### [Problem requirements]
If a line in the records below contains the word "which", return that line.
Start of Exercise material
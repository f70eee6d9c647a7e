use std::fs;
use std::path::Path;

use quick_xml::events::Event;
use quick_xml::Reader;
use rsa::pkcs8::DecodePublicKey;
use rsa::RsaPublicKey;
use x509_parser::prelude::*;

use crate::c14n::canonicalize;
use crate::keys::certificate_from_pem;
use crate::signing::{SignatureAlgorithm, XMLDSIG_NS};
use crate::utils::{attr_value, decode_xml_base64};
use crate::SamlError;

// Failure handling for the consuming side. Enforce rejects documents whose
// signature does not check out; Permissive logs the failure and carries on.
#[derive(Default, Debug, PartialEq, Eq, Clone, Copy)]
pub enum ValidationMode {
    #[default]
    Enforce,
    Permissive,
}

pub struct ValidationContext {
    trusted_certificates: Vec<Vec<u8>>,
    id_attribute: String,
    mode: ValidationMode,
}

impl Default for ValidationContext {
    fn default() -> Self {
        ValidationContext::new()
    }
}

impl ValidationContext {
    pub fn new() -> Self {
        ValidationContext {
            trusted_certificates: Vec::new(),
            id_attribute: "ID".to_string(),
            mode: ValidationMode::Enforce,
        }
    }

    pub fn from_pem_file(path: impl AsRef<Path>) -> Result<Self, SamlError> {
        let pem = fs::read_to_string(path).map_err(SamlError::Io)?;
        Ok(ValidationContext::new().trust_certificate(certificate_from_pem(&pem)?))
    }

    pub fn trust_certificate(mut self, der: Vec<u8>) -> Self {
        self.trusted_certificates.push(der);
        self
    }

    pub fn trust_certificate_pem(self, pem: &str) -> Result<Self, SamlError> {
        Ok(self.trust_certificate(certificate_from_pem(pem)?))
    }

    pub fn id_attribute(self, name: &str) -> Self {
        ValidationContext {
            id_attribute: name.to_string(),
            ..self
        }
    }

    pub fn mode(self, mode: ValidationMode) -> Self {
        ValidationContext { mode, ..self }
    }

    pub(crate) fn is_permissive(&self) -> bool {
        self.mode == ValidationMode::Permissive
    }
}

// Checks the enveloped signature on the assertion inside `encoded`, which is
// standard base64 of either a whole Response document or a bare assertion.
pub fn validate_assertion(encoded: &str, ctx: &ValidationContext) -> Result<(), SamlError> {
    let decoded = decode_xml_base64(encoded).map_err(SamlError::InvalidBase64)?;
    let xml = std::str::from_utf8(&decoded).map_err(|err| SamlError::InvalidXml(err.to_string()))?;
    validate_assertion_xml(xml, ctx)
}

pub(crate) fn validate_assertion_xml(xml: &str, ctx: &ValidationContext) -> Result<(), SamlError> {
    let assertion = element_span(xml, b"Assertion", &ctx.id_attribute)?
        .ok_or(SamlError::AssertionNotFound)?;
    let assertion_xml = &xml[assertion.start..assertion.end];

    let signature = element_span(assertion_xml, b"Signature", &ctx.id_attribute)?
        .ok_or(SamlError::SignatureNotFound)?;
    let signature_xml = &assertion_xml[signature.start..signature.end];
    require_dsig_namespace(signature_xml)?;
    let info = extract_signature_info(signature_xml)?;

    // The reference must point at the assertion being validated, not at
    // whatever element an attacker re-targeted it to.
    let assertion_id = assertion.id.ok_or(SamlError::ReferenceIdMismatch)?;
    let reference_uri = info
        .reference_uri
        .as_deref()
        .ok_or(SamlError::ReferenceIdMismatch)?;
    if reference_uri.strip_prefix('#') != Some(assertion_id.as_str()) {
        return Err(SamlError::ReferenceIdMismatch);
    }

    // Digest is computed over the assertion with the signature element
    // removed, exactly as the issuing side saw it before splicing.
    let digest_algorithm = SignatureAlgorithm::from_digest_uri(&info.digest_algorithm)
        .ok_or_else(|| SamlError::UnsupportedAlgorithm(info.digest_algorithm.clone()))?;
    let mut unsigned = String::with_capacity(assertion_xml.len());
    unsigned.push_str(&assertion_xml[..signature.start]);
    unsigned.push_str(&assertion_xml[signature.end..]);
    let canonical = canonicalize(&unsigned)?;
    let declared_digest =
        decode_xml_base64(&info.digest_value).map_err(|_| SamlError::DigestMismatch)?;
    if digest_algorithm.digest(canonical.as_bytes()) != declared_digest {
        return Err(SamlError::DigestMismatch);
    }

    let signature_algorithm: SignatureAlgorithm = info
        .signature_algorithm
        .parse()
        .map_err(|_| SamlError::UnsupportedAlgorithm(info.signature_algorithm.clone()))?;
    let signature_bytes =
        decode_xml_base64(&info.signature_value).map_err(|_| SamlError::SignatureMismatch)?;
    let signed_info_digest =
        signature_algorithm.digest(canonicalize(&info.signed_info)?.as_bytes());

    for der in trust_anchors(ctx, info.certificate.as_deref())? {
        if verify_with_certificate(&der, signature_algorithm, &signed_info_digest, &signature_bytes)? {
            return Ok(());
        }
    }
    Err(SamlError::SignatureMismatch)
}

struct ElementSpan {
    start: usize,
    end: usize,
    id: Option<String>,
}

// Byte range of the first element with the given local name, located by
// reader offsets so namespace prefixes don't matter. The range is spliced
// out of or reassembled into the surrounding text verbatim, which is what
// keeps the signer's and validator's canonical inputs identical.
fn element_span(
    xml: &str,
    local: &[u8],
    id_attribute: &str,
) -> Result<Option<ElementSpan>, SamlError> {
    let mut reader = Reader::from_str(xml);
    reader.config_mut().trim_text(false);

    let mut start: Option<usize> = None;
    let mut id = None;
    let mut depth = 0usize;
    loop {
        let pos = reader.buffer_position() as usize;
        match reader
            .read_event()
            .map_err(|err| SamlError::InvalidXml(err.to_string()))?
        {
            Event::Start(e) if e.local_name().as_ref() == local => {
                if start.is_none() {
                    start = Some(pos);
                    id = attr_value(&e, id_attribute.as_bytes())?;
                    depth = 1;
                } else {
                    depth += 1;
                }
            }
            Event::Empty(e) if start.is_none() && e.local_name().as_ref() == local => {
                return Ok(Some(ElementSpan {
                    start: pos,
                    end: reader.buffer_position() as usize,
                    id: attr_value(&e, id_attribute.as_bytes())?,
                }));
            }
            Event::End(e) if e.local_name().as_ref() == local => {
                if let Some(span_start) = start {
                    depth -= 1;
                    if depth == 0 {
                        return Ok(Some(ElementSpan {
                            start: span_start,
                            end: reader.buffer_position() as usize,
                            id,
                        }));
                    }
                }
            }
            Event::Eof => return Ok(None),
            _ => {}
        }
    }
}

// The whole Signature span is excluded from the digest input, so its bytes
// are never covered by the digest check. The open tag must therefore bind
// its prefix to the XML-DSig namespace, or a lookalike element in a foreign
// namespace would pass for the document's signature.
fn require_dsig_namespace(signature_xml: &str) -> Result<(), SamlError> {
    let mut reader = Reader::from_str(signature_xml);
    loop {
        match reader
            .read_event()
            .map_err(|err| SamlError::InvalidXml(err.to_string()))?
        {
            Event::Start(e) | Event::Empty(e) => {
                let declaration = match e.name().prefix() {
                    Some(prefix) => format!("xmlns:{}", String::from_utf8_lossy(prefix.as_ref())),
                    None => "xmlns".to_string(),
                };
                return match attr_value(&e, declaration.as_bytes())? {
                    Some(uri) if uri == XMLDSIG_NS => Ok(()),
                    _ => Err(SamlError::SignatureNotFound),
                };
            }
            Event::Eof => return Err(SamlError::SignatureNotFound),
            _ => {}
        }
    }
}

struct SignatureInfo {
    signed_info: String,
    signature_value: String,
    digest_value: String,
    reference_uri: Option<String>,
    signature_algorithm: String,
    digest_algorithm: String,
    certificate: Option<String>,
}

enum Capture {
    None,
    SignatureValue,
    Certificate,
}

// Only SignedInfo is covered by the RSA check. Every field that drives the
// verdict (the Reference URI, the algorithm URIs, the declared digest) must
// come from inside it; KeyInfo and the rest of the Signature element are
// unsigned bytes, and a value harvested from there would let a decoy
// override the signed one.
fn extract_signature_info(signature_xml: &str) -> Result<SignatureInfo, SamlError> {
    let signed_info = element_span(signature_xml, b"SignedInfo", "ID")?
        .map(|span| signature_xml[span.start..span.end].to_string())
        .ok_or(SamlError::SignatureNotFound)?;

    let mut reference_uri = None;
    let mut signature_algorithm = None;
    let mut digest_algorithm = None;
    let mut digest_value = None;
    {
        let mut reader = Reader::from_str(&signed_info);
        reader.config_mut().trim_text(true);
        let mut in_digest_value = false;
        loop {
            let event = reader
                .read_event()
                .map_err(|err| SamlError::InvalidXml(err.to_string()))?;
            match &event {
                Event::Start(e) | Event::Empty(e) => match e.local_name().as_ref() {
                    b"Reference" => reference_uri = attr_value(e, b"URI")?,
                    b"SignatureMethod" => signature_algorithm = attr_value(e, b"Algorithm")?,
                    b"DigestMethod" => digest_algorithm = attr_value(e, b"Algorithm")?,
                    b"DigestValue" if matches!(&event, Event::Start(_)) => in_digest_value = true,
                    _ => {}
                },
                Event::Text(e) if in_digest_value => {
                    digest_value = Some(
                        e.unescape()
                            .map_err(|err| SamlError::InvalidXml(err.to_string()))?
                            .into_owned(),
                    );
                }
                Event::End(_) => in_digest_value = false,
                Event::Eof => break,
                _ => {}
            }
        }
    }

    let mut reader = Reader::from_str(signature_xml);
    reader.config_mut().trim_text(true);

    let mut capture = Capture::None;
    let mut signature_value = None;
    let mut certificate = None;

    loop {
        let event = reader
            .read_event()
            .map_err(|err| SamlError::InvalidXml(err.to_string()))?;
        match &event {
            Event::Start(e) => match e.local_name().as_ref() {
                b"SignatureValue" => capture = Capture::SignatureValue,
                b"X509Certificate" => capture = Capture::Certificate,
                _ => {}
            },
            Event::Text(e) => {
                let text = e
                    .unescape()
                    .map_err(|err| SamlError::InvalidXml(err.to_string()))?
                    .into_owned();
                match capture {
                    Capture::SignatureValue => {
                        if signature_value.is_none() {
                            signature_value = Some(text);
                        }
                    }
                    // First certificate wins; KeyInfo may carry a chain.
                    Capture::Certificate => {
                        if certificate.is_none() {
                            certificate = Some(text);
                        }
                    }
                    Capture::None => {}
                }
            }
            Event::End(_) => capture = Capture::None,
            Event::Eof => break,
            _ => {}
        }
    }

    Ok(SignatureInfo {
        signed_info,
        signature_value: signature_value.ok_or(SamlError::SignatureMismatch)?,
        digest_value: digest_value.ok_or(SamlError::DigestMismatch)?,
        reference_uri,
        signature_algorithm: signature_algorithm.unwrap_or_default(),
        digest_algorithm: digest_algorithm.unwrap_or_default(),
        certificate,
    })
}

fn trust_anchors(
    ctx: &ValidationContext,
    embedded: Option<&str>,
) -> Result<Vec<Vec<u8>>, SamlError> {
    if !ctx.trusted_certificates.is_empty() {
        return Ok(ctx.trusted_certificates.clone());
    }
    match embedded {
        Some(text) => {
            tracing::debug!(
                "no trust anchors configured, using the certificate embedded in the signature"
            );
            let der = decode_xml_base64(text).map_err(|_| SamlError::InvalidCertificate)?;
            Ok(vec![der])
        }
        None => Err(SamlError::NoCertificateFound),
    }
}

fn verify_with_certificate(
    der: &[u8],
    algorithm: SignatureAlgorithm,
    digest: &[u8],
    signature: &[u8],
) -> Result<bool, SamlError> {
    let (_, certificate) =
        X509Certificate::from_der(der).map_err(|_| SamlError::InvalidCertificate)?;
    let public_key = RsaPublicKey::from_public_key_der(certificate.public_key().raw)
        .map_err(|_| SamlError::InvalidCertificate)?;
    Ok(public_key
        .verify(algorithm.padding(), digest, signature)
        .is_ok())
}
End of Exercise material
### [Solution]
// Checks the enveloped signature on the assertion inside `encoded`, which is
// out of or reassembled into the surrounding text verbatim, which is what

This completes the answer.